Israel Calls for New Urgency on Iran
Prime Minister Benjamin Netanyahu ramped up pressure on the White House on Sunday to put the buildup of Iran’s nuclear program ahead of other crises in the Middle East, complaining of a lack of urgency on the issue and saying that the Obama administration must demonstrate “by action” to Iran’s newly elected president that “the military option which is on the table is truly on the table.”
Speaking via satellite on the CBS News program “Face the Nation,” Mr. Netanyahu expressed concern that Iran was pursuing “alternate routes” to a nuclear weapons capability, including a plutonium bomb, even while stopping just short of the specific enriched-uranium levels he had set in a speech at the United Nations last year as a “red line” for military action.
He also reiterated his familiar demands that Iran must be forced to stop all enrichment of nuclear material, ship its current stockpile out of the country and shut down a deep underground enrichment site, called Fordow, that Israeli military officials acknowledge they probably do not have the capability to destroy.
He said those demands “should be backed up with ratcheted sanctions,” adding, “They have to know you’ll be prepared to take military action; that’s the only thing that will get their attention.”
Formally, the United States agrees with each of Mr. Netanyahu’s demands. But in negotiations that fell apart last spring, the Obama administration appeared willing to lift some sanctions in return for far more modest “confidence building” steps, and seems likely to be willing to leave Iran with some limited nuclear production capability in return for highly intrusive inspections. American, European, Russian and Chinese officials are meeting on Tuesday to review the proposals that Iran rejected and to decide whether to present them anew to Iran’s president-elect, Hassan Rouhani, a former nuclear negotiator.
“We don’t know how much influence Rouhani will have,” a senior administration official told reporters in Washington on Friday, before Mr. Netanyahu’s comments. But the official added that Mr. Rouhani’s tone suggested he was “going in a different direction” and might be open to a broad deal that would result in the lifting of sanctions, particularly those that have dramatically cut into Iran’s oil revenue.
The American official, briefing reporters on the condition of anonymity, added that “we are open to direct talks.”
In the interview on Sunday, Mr. Netanyahu was far more suspicious of Iran, and of Mr. Rouhani, calling him a “wolf in sheep’s clothing” whose strategy is to “smile and build a bomb.” The prime minister said that because Israel is closer and “more vulnerable,” it would “have to address this question of how to stop Iran, perhaps before the United States does.”
The CBS interview followed similar remarks Mr. Netanyahu made Sunday morning at the opening of his cabinet meeting here, part of a stepped-up campaign planned in the coming days to return the world’s attention to the Iranian nuclear program. The implied criticism of Washington’s approach since Mr. Rouhani’s election came as Israeli and Palestinian officials were expecting Secretary of State John Kerry to return to the Middle East sometime this week for his sixth visit in four months to try and revive peace talks.

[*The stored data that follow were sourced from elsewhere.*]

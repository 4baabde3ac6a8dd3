//! Subnet discovery: probe every host in the configured range with a CONNECT handshake,
//! concurrently and each under its own timeout; responders join the peer registry.

use std::net::{IpAddr, Ipv4Addr};

use chunkpod_core::{Message, Node};
use tokio::task::JoinSet;
use tracing::{debug, info, warn};

use crate::client::Client;
use crate::transport::{Connection, TransportError};

/// Shortest prefix accepted for a scan (/16 = 65 534 hosts).
pub const MIN_SCAN_PREFIX: u8 = 16;

/// First non-loopback interface with an IPv4 address.
pub fn usable_interface() -> Result<(String, Ipv4Addr), DiscoveryError> {
    let interfaces = local_ip_address::list_afinet_netifas()
        .map_err(|e| DiscoveryError::Interfaces(e.to_string()))?;
    interfaces
        .into_iter()
        .find_map(|(name, ip)| match ip {
            IpAddr::V4(v4) if name != "lo" && !v4.is_loopback() => Some((name, v4)),
            _ => None,
        })
        .ok_or(DiscoveryError::NoUsableInterface)
}

/// This node's address on the first usable interface. Scanning needs a real interface,
/// so its absence is an error then; otherwise the node falls back to loopback.
pub fn local_node(port: u16, scanning: bool) -> Result<Node, DiscoveryError> {
    resolve_local(usable_interface(), port, scanning)
}

fn resolve_local(
    found: Result<(String, Ipv4Addr), DiscoveryError>,
    port: u16,
    scanning: bool,
) -> Result<Node, DiscoveryError> {
    match found {
        Ok((name, ip)) => {
            info!(interface = %name, %ip, "using interface");
            Ok(Node::new(ip, port))
        }
        Err(e) if !scanning => {
            warn!(error = %e, "no usable interface, using loopback");
            Ok(Node::new(Ipv4Addr::LOCALHOST, port))
        }
        Err(e) => Err(e),
    }
}

/// Host addresses of the `/prefix_len` network containing `addr`: network and broadcast
/// addresses, the 240.0.0.0/4 reserved block and `addr` itself are excluded.
pub fn scan_range(addr: Ipv4Addr, prefix_len: u8) -> Result<Vec<Ipv4Addr>, DiscoveryError> {
    if !(MIN_SCAN_PREFIX..=32).contains(&prefix_len) {
        return Err(DiscoveryError::Prefix(prefix_len));
    }
    let mask = if prefix_len == 32 {
        u32::MAX
    } else {
        !(u32::MAX >> prefix_len)
    };
    let network = u32::from(addr) & mask;
    let broadcast = network | !mask;
    if broadcast - network < 2 {
        return Ok(Vec::new());
    }
    Ok((network + 1..broadcast)
        .map(Ipv4Addr::from)
        .filter(|ip| *ip != addr && !is_reserved(*ip))
        .collect())
}

fn is_reserved(ip: Ipv4Addr) -> bool {
    ip.octets()[0] >= 240
}

impl Client {
    /// Connect to `node`, announce ourselves with CONNECT and consume the PEER list up to
    /// TERMINATE. On success the node joins the registry; returns the peers it advertised.
    /// The whole attempt is bounded by the connect timeout.
    pub async fn attempt_connection(&self, node: Node) -> Result<Vec<Node>, TransportError> {
        let timeout = self.settings.connect_timeout;
        let local = self.local();
        let advertised = tokio::time::timeout(timeout, async move {
            let mut conn = Connection::connect(node, timeout).await?;
            conn.send(&Message::Connect { node: local }).await?;
            let replies = conn.recv_until_terminate().await?;
            conn.close().await;
            Ok::<_, TransportError>(
                replies
                    .into_iter()
                    .filter_map(|m| match m {
                        Message::Peer { node } => Some(node),
                        _ => None,
                    })
                    .collect::<Vec<_>>(),
            )
        })
        .await
        .map_err(|_| TransportError::Timeout)??;

        if self.registry.insert(node).await {
            info!(peer = %node, "unrecognized peer, updating entries");
        }
        Ok(advertised)
    }

    /// Probe every address on `port` concurrently. A failed or timed-out attempt means
    /// "peer absent". Returns the number of peers that answered.
    pub async fn attempt_connections(
        &self,
        hosts: impl IntoIterator<Item = Ipv4Addr>,
        port: u16,
    ) -> usize {
        let mut tasks = JoinSet::new();
        for host in hosts {
            let client = self.clone();
            let node = Node::new(host, port);
            tasks.spawn(async move { (node, client.attempt_connection(node).await) });
        }
        let mut found = 0;
        while let Some(joined) = tasks.join_next().await {
            let Ok((node, result)) = joined else {
                continue;
            };
            match result {
                Ok(advertised) => {
                    found += 1;
                    if !advertised.is_empty() {
                        debug!(peer = %node, advertised = ?advertised, "peer list received");
                    }
                }
                Err(e) => debug!(peer = %node, error = %e, "no peer"),
            }
        }
        let total = self.registry.len().await;
        info!(responded = found, total, "discovery finished");
        found
    }

    /// Scan the `/prefix_len` network around the local address on `port`.
    pub async fn discover(&self, prefix_len: u8, port: u16) -> Result<usize, DiscoveryError> {
        let local = self.local().ip;
        if local.is_loopback() || local.is_unspecified() {
            return Err(DiscoveryError::NoUsableInterface);
        }
        let hosts = scan_range(local, prefix_len)?;
        info!(hosts = hosts.len(), prefix = prefix_len, "scanning subnet");
        Ok(self.attempt_connections(hosts, port).await)
    }
}

#[derive(Debug, thiserror::Error)]
pub enum DiscoveryError {
    #[error("listing network interfaces: {0}")]
    Interfaces(String),
    #[error("no usable network interface")]
    NoUsableInterface,
    #[error("scan prefix /{0} out of range (/16../32)")]
    Prefix(u8),
}

#[cfg(test)]
mod tests {
    use super::*;
    use crate::client::ClientSettings;
    use crate::registry::PeerRegistry;
    use std::time::{Duration, Instant};
    use tokio::io::AsyncWriteExt;
    use tokio::net::TcpListener;

    fn client() -> Client {
        let settings = ClientSettings {
            connect_timeout: Duration::from_millis(500),
            ..ClientSettings::default()
        };
        Client::new(
            PeerRegistry::new(Node::new(Ipv4Addr::new(127, 0, 0, 2), 1)),
            settings,
        )
    }

    #[test]
    fn slash_24_has_253_candidates() {
        let local = Ipv4Addr::new(192, 168, 77, 23);
        let hosts = scan_range(local, 24).unwrap();
        assert_eq!(hosts.len(), 253);
        assert_eq!(hosts[0], Ipv4Addr::new(192, 168, 77, 1));
        assert_eq!(*hosts.last().unwrap(), Ipv4Addr::new(192, 168, 77, 254));
        assert!(!hosts.contains(&local));
    }

    #[test]
    fn reserved_and_bad_prefixes() {
        assert!(scan_range(Ipv4Addr::new(250, 0, 0, 1), 24).unwrap().is_empty());
        assert!(matches!(
            scan_range(Ipv4Addr::new(10, 0, 0, 1), 8),
            Err(DiscoveryError::Prefix(8))
        ));
        assert!(scan_range(Ipv4Addr::new(10, 0, 0, 1), 31).unwrap().is_empty());
        assert_eq!(scan_range(Ipv4Addr::new(10, 0, 0, 1), 30).unwrap().len(), 1);
    }

    #[tokio::test]
    async fn handshake_adds_peer_and_returns_list() {
        let listener = TcpListener::bind("127.0.0.1:0").await.unwrap();
        let port = listener.local_addr().unwrap().port();
        let advertised = Node::new(Ipv4Addr::new(10, 0, 0, 10), 3000);
        tokio::spawn(async move {
            let (mut stream, _) = listener.accept().await.unwrap();
            let (r, mut w) = stream.split();
            let mut reader = crate::transport::FrameReader::new(r);
            let msg = reader.read_message().await.unwrap();
            assert!(matches!(msg, Message::Connect { .. }));
            w.write_all(&Message::Peer { node: advertised }.encode().unwrap())
                .await
                .unwrap();
            w.write_all(b"TER:\n").await.unwrap();
        });

        let client = client();
        let node = Node::new(Ipv4Addr::LOCALHOST, port);
        let peers = client.attempt_connection(node).await.unwrap();
        assert_eq!(peers, vec![advertised]);
        assert!(client.registry().contains(&node).await);
        assert!(!client.registry().contains(&advertised).await);
    }

    #[tokio::test]
    async fn silent_peer_times_out() {
        let listener = TcpListener::bind("127.0.0.1:0").await.unwrap();
        let port = listener.local_addr().unwrap().port();
        // Accepts but never answers.
        let _hold = tokio::spawn(async move {
            let (_stream, _) = listener.accept().await.unwrap();
            tokio::time::sleep(Duration::from_secs(30)).await;
        });
        let client = client();
        let started = Instant::now();
        let err = client
            .attempt_connection(Node::new(Ipv4Addr::LOCALHOST, port))
            .await
            .unwrap_err();
        assert!(matches!(err, TransportError::Timeout));
        assert!(started.elapsed() < Duration::from_secs(5));
        assert_eq!(client.registry().len().await, 0);
    }

    #[tokio::test]
    async fn fan_out_counts_only_responders() {
        let live = TcpListener::bind("127.0.0.1:0").await.unwrap();
        let port = live.local_addr().unwrap().port();
        tokio::spawn(async move {
            let (mut stream, _) = live.accept().await.unwrap();
            let (r, mut w) = stream.split();
            let mut reader = crate::transport::FrameReader::new(r);
            let _ = reader.read_message().await;
            w.write_all(b"TER:\n").await.unwrap();
        });
        let client = client();
        let hosts = [Ipv4Addr::LOCALHOST, Ipv4Addr::new(127, 0, 0, 3)];
        let found = client.attempt_connections(hosts, port).await;
        assert_eq!(found, 1);
        assert_eq!(
            client.registry().snapshot().await,
            vec![Node::new(Ipv4Addr::LOCALHOST, port)]
        );
    }

    #[test]
    fn local_node_needs_interface_only_for_scanning() {
        let found = Ok(("eth0".to_string(), Ipv4Addr::new(192, 168, 1, 20)));
        assert_eq!(
            resolve_local(found, 3000, true).unwrap(),
            Node::new(Ipv4Addr::new(192, 168, 1, 20), 3000)
        );
        assert_eq!(
            resolve_local(Err(DiscoveryError::NoUsableInterface), 3000, false).unwrap(),
            Node::new(Ipv4Addr::LOCALHOST, 3000)
        );
        assert!(matches!(
            resolve_local(Err(DiscoveryError::NoUsableInterface), 3000, true),
            Err(DiscoveryError::NoUsableInterface)
        ));
    }

    #[tokio::test]
    async fn discover_from_loopback_is_refused() {
        let client = client();
        let task = tokio::spawn(async move { client.discover(24, 3000).await });
        assert!(matches!(
            task.await.unwrap(),
            Err(DiscoveryError::NoUsableInterface)
        ));
    }
}
/// Merge per-peer replies in peer order. Chunks of other files or outside their own
/// range are dropped. Chunks disagreeing on per-file metadata form separate candidates;
/// the one covering the most orders is kept (earliest on ties).
fn collect(
    file_id: FileId,
    by_peer: BTreeMap<Node, Vec<ChunkRecord>>,
) -> Result<Received, DownloadError> {
    let mut candidates: Vec<Received> = Vec::new();
    for (peer, chunks) in by_peer {
        for chunk in chunks {
            if chunk.file_id != file_id || chunk.order >= chunk.num_chunks {
                warn!(%peer, %file_id, order = chunk.order, "dropping chunk");
                continue;
            }
            match candidates.iter_mut().find(|c| c.set.matches_file(&chunk)) {
                Some(candidate) => candidate.offer(chunk),
                None => candidates.push(Received::new(chunk)),
            }
        }
    }
    let mut candidates = candidates.into_iter();
    let mut best = candidates.next().ok_or(DownloadError::NotFound(file_id))?;
    for candidate in candidates {
        let dropped = if candidate.set.len() > best.set.len() {
            std::mem::replace(&mut best, candidate)
        } else {
            candidate
        };
        warn!(%file_id, chunks = dropped.set.len(), "dropping chunks with conflicting metadata");
    }
    Ok(best)
}

#[derive(Debug, thiserror::Error)]
pub enum DownloadError {
    #[error("no peers available")]
    NoPeers,
    #[error("no peer holds file {0}")]
    NotFound(FileId),
    #[error("peer {peer} sent a malformed reply: {source}")]
    Protocol {
        peer: Node,
        #[source]
        source: TransportError,
    },
    #[error("file {file_id}: chunks {missing:?} unavailable")]
    Incomplete { file_id: FileId, missing: BTreeSet<u16> },
    #[error("file {file_id}: checksum mismatch")]
    Integrity { file_id: FileId },
    #[error("writing output: {0}")]
    Io(#[from] std::io::Error),
    #[error("download task failed: {0}")]
    Task(String),
}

On Sunday evening, Mr. Netanyahu spoke with President Mahmoud Abbas of the Palestinian Authority and offered greetings for the holy month of Ramadan, which began last week. "I hope that we will have an opportunity to speak to each other and not just on holidays, and that we begin negotiations," Mr. Netanyahu said, according to a statement released by his office.
At the same time, Israeli leaders were rankled by American officials’ having confirmed over the weekend that Israel had attacked a shipment of advanced Russian-made antiship missiles in Latakia, Syria, this month, the fourth Israeli strike on Syria since January. Yuval Steinitz, a senior minister close to Mr. Netanyahu, said on Israeli radio that “intelligence leaks are bad whether they come from there or from here.” Uzi Landau, another government minister, added, “The less they talk, the better it is for everyone.”
Asked about the Latakia attack on “Face the Nation,” Mr. Netanyahu said he was “not in the habit of saying what we did or we didn’t do,” but that his policy was “to prevent the transfer of dangerous weapons to Hezbollah,” the Lebanese Shiite militant organization, “and other terror groups.”
Itamar Rabinovich, a former Israeli ambassador to the United States, said in an interview that tension over revelations about Israeli operations has surfaced in several administrations and did not threaten the two countries’ “longstanding, complex relationship with manifold interests.”
“Let’s say that Israel would rather this would not have been leaked out of Washington,” he said. “So be it. These squeaks are part of the relationship.”